Lors de la première réunion du conseil consultatif de microcrédit, en novembre 2008, le ministre des Finances et de l’Economie marocain a appelé les acteurs à se mobiliser pour créer un code déontologique visant à organiser le métier et avoir une cartographie claire. Il a incité les acteurs à mettre en place des règles de conduite pour que les intérêts notamment des bénéficiaires soient préservés. La fédération a préparé une version du code déontologique dont l’objectif est de permettre au secteur de se développer dans un cadre serein avec des règles prudentielles. Il incombe, aujourd’hui, aux associations œuvrant dans le domaine de déployer de grands efforts pour dépasser tous les obstacles et pouvoir, ainsi, veiller aux respects des principes éthiques s’appliquant à l’ensemble des IMF.
Au Maroc, le surendettement commence à se manifester à cause des prêts croisés. Pour la Fondation Banque Populaire pour le microcrédit, le problème est le manque de vigilance des professionnels et le trop faible financement des besoins des micro-entrepreneurs. La multiplication du nombre d’IMF sans réelle formation, la concurrence accrue pour placer le maximum de crédits, et ainsi continuer à recevoir des fonds mais aussi l’absence de suivi des clients ne font qu’occulter la véritable situation financière des familles rurales et augmentent le nombre de cas de surendettement.
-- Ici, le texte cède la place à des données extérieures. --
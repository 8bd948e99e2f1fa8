use std::collections::BTreeMap;

use colored::*;
use comfy_table::presets::UTF8_FULL;
use comfy_table::{Attribute, Cell, CellAlignment, Color, ContentArrangement, Table};

use crate::models::{DataStatus, DependencyRecord, LicenseRisk, Report, RiskTier, RuntimeClass};

/// Render a colored terminal report.
pub fn render(report: &Report, verbose: bool, quiet: bool) {
    let summary = &report.summary;
    let risky: Vec<&DependencyRecord> = report.records.values().filter(|r| r.is_risky()).collect();

    if quiet {
        println!(
            "Total: {}  Direct: {}  Vulnerable: {}  Risky: {}  Errors: {}",
            summary.total,
            summary.direct,
            summary.vulnerable.to_string().red(),
            risky.len().to_string().yellow(),
            summary.errors.len(),
        );
        return;
    }

    println!("\n {} v{}", "depscope".bold(), env!("CARGO_PKG_VERSION"));
    let kind = if report.project.workspace { "workspace" } else { "project" };
    println!(
        " Scanning {}: {}@{} ({})\n",
        kind, report.project.name, report.project.version, report.project.root
    );

    let classes = &summary.runtime_classes;
    println!(" ┌────────────────────────────────────────────────────┐");
    println!(" │  {:<48} │", "SUMMARY".bold());
    println!(
        " │  {:<48} │",
        format!(
            "Packages           : {} ({} direct, {} transitive)",
            summary.total, summary.direct, summary.transitive
        )
    );
    println!(
        " │  {:<48} │",
        format!(
            "Runtime / build / dev : {} / {} / {}",
            classes.runtime, classes.build_time, classes.dev_only
        )
    );
    println!(
        " │  {:<48} │",
        format!("{}  Vulnerable      : {:>4}", "✗".red(), summary.vulnerable)
    );
    println!(
        " │  {:<48} │",
        format!("{}  Risky           : {:>4}", "⚠".yellow(), risky.len())
    );
    println!(
        " │  {:<48} │",
        format!(
            "Unresolved imports : {}   Missing: {}",
            summary.unresolved_imports.len(),
            summary.missing_imports.len()
        )
    );
    println!(" └────────────────────────────────────────────────────┘\n");

    if !summary.errors.is_empty() {
        println!(" {} Some data could not be collected:\n", "[WARN]".yellow().bold());
        for (tool, message) in &summary.errors {
            println!("   {} {}: {}", "→".cyan(), tool.bold(), message);
        }
        println!();
    }

    if verbose {
        if !report.records.is_empty() {
            println!(" {} All packages:\n", "[INFO]".cyan().bold());
            render_table(report.records.values());
            println!();
        }
    } else if !risky.is_empty() {
        println!(" {} Packages requiring attention:\n", "[RISK]".red().bold());
        render_table(risky.iter().copied());
        println!();
    }

    let hot = hottest(&summary.hotness, 5);
    if !hot.is_empty() {
        println!(" Most imported: {}", hot);
    }
    println!(" {}\n", summary.usage_note.dimmed());
}

fn render_table<'a>(records: impl Iterator<Item = &'a DependencyRecord>) {
    let mut table = Table::new();
    table
        .load_preset(UTF8_FULL)
        .set_content_arrangement(ContentArrangement::Dynamic)
        .set_header(vec![
            Cell::new("Package").add_attribute(Attribute::Bold),
            Cell::new("Class").add_attribute(Attribute::Bold),
            Cell::new("Depth").add_attribute(Attribute::Bold),
            Cell::new("Pulled in by").add_attribute(Attribute::Bold),
            Cell::new("Vulns").add_attribute(Attribute::Bold),
            Cell::new("Build").add_attribute(Attribute::Bold),
            Cell::new("Upgrade").add_attribute(Attribute::Bold),
            Cell::new("License").add_attribute(Attribute::Bold),
        ]);

    for record in records {
        let class_color = match record.runtime_class {
            RuntimeClass::Runtime => Color::Cyan,
            RuntimeClass::BuildTime => Color::Yellow,
            RuntimeClass::DevOnly => Color::DarkGrey,
        };
        let license_color = match record.license_risk {
            LicenseRisk::Permissive => Color::Green,
            LicenseRisk::WeakCopyleft => Color::Yellow,
            LicenseRisk::StrongCopyleft => Color::Red,
            LicenseRisk::Proprietary => Color::Magenta,
            LicenseRisk::Unknown => Color::DarkGrey,
        };
        let vulns = match record.vulnerabilities.status {
            DataStatus::Unknown => "?".to_string(),
            DataStatus::Resolved => record.vulnerabilities.counts.total().to_string(),
        };

        table.add_row(vec![
            Cell::new(&record.id),
            Cell::new(record.runtime_class.to_string()).fg(class_color),
            Cell::new(record.depth).set_alignment(CellAlignment::Right),
            Cell::new(causes(record)),
            Cell::new(vulns)
                .fg(tier_color(record.vulnerabilities.risk))
                .set_alignment(CellAlignment::Center),
            Cell::new(record.build_risk.to_string()).fg(tier_color(record.build_risk)),
            Cell::new(record.upgrade_risk.to_string()).fg(tier_color(record.upgrade_risk)),
            Cell::new(record.license.as_deref().unwrap_or("unknown")).fg(license_color),
        ]);
    }

    println!("{}", table);
}

fn tier_color(tier: RiskTier) -> Color {
    match tier {
        RiskTier::None | RiskTier::Low => Color::Green,
        RiskTier::Medium => Color::Yellow,
        RiskTier::High => Color::Red,
        RiskTier::Unknown => Color::DarkGrey,
    }
}

fn causes(record: &DependencyRecord) -> String {
    if record.direct {
        return "(direct)".to_string();
    }
    let mut out = record.root_causes.iter().take(3).cloned().collect::<Vec<_>>().join(", ");
    if record.root_cause_count > 3 {
        out.push_str(&format!(" +{}", record.root_cause_count - 3));
    }
    out
}

fn hottest(hotness: &BTreeMap<String, usize>, n: usize) -> String {
    let mut pairs: Vec<(&String, &usize)> = hotness.iter().collect();
    pairs.sort_by(|a, b| b.1.cmp(a.1).then_with(|| a.0.cmp(b.0)));
    pairs
        .iter()
        .take(n)
        .map(|(name, count)| format!("{} ({})", name, count))
        .collect::<Vec<_>>()
        .join(", ")
}

#[cfg(test)]
mod tests {
    use super::*;

    #[test]
    fn test_hottest_orders_by_count_then_name() {
        let hotness: BTreeMap<String, usize> = [("b", 2), ("a", 2), ("c", 5), ("d", 1)]
            .iter()
            .map(|(k, v)| (k.to_string(), *v))
            .collect();
        assert_eq!(hottest(&hotness, 3), "c (5), a (2), b (2)");
        assert_eq!(hottest(&BTreeMap::new(), 3), "");
    }
}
De plus, la faiblesse de la réglementation locale sur la transparence des prix en microfinance ainsi que la concurrence qui se développe dans le secteur, poussent parfois les IMF à adopter des pratiques discutables en terme de transparence : affichage de taux mensuels pour les crédits et annuels pour l’épargne ; application de taux fixes jusqu’au remboursement total du crédit ; coûts additionnels non inclus dans le taux d’intérêt ; blocage d’épargne, non rémunérée, en garantie du crédit.